**Task item:** Output all entries below exactly as they are given.

**Record extracts:**
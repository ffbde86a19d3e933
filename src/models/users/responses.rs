use super::entities::User;
use serde::Serialize;
use ts_rs::TS;

// 用户响应
#[derive(Debug, Serialize, TS)]
#[ts(export, export_to = "../dashboard/src/types/generated/user.ts")]
pub struct UserResponse {
    pub user: User,
}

**Solution to this task:**
repository ffbde86a19d3e933
filename src/models/users/responses.rs
use super::entities::User;
use serde::Serialize;
use ts_rs::TS;

// 用户响应
#[derive(Debug, Serialize, TS)]
#[ts(export, export_to = "../dashboard/src/types/generated/user.ts")]
pub struct UserResponse {
    pub user: User,
}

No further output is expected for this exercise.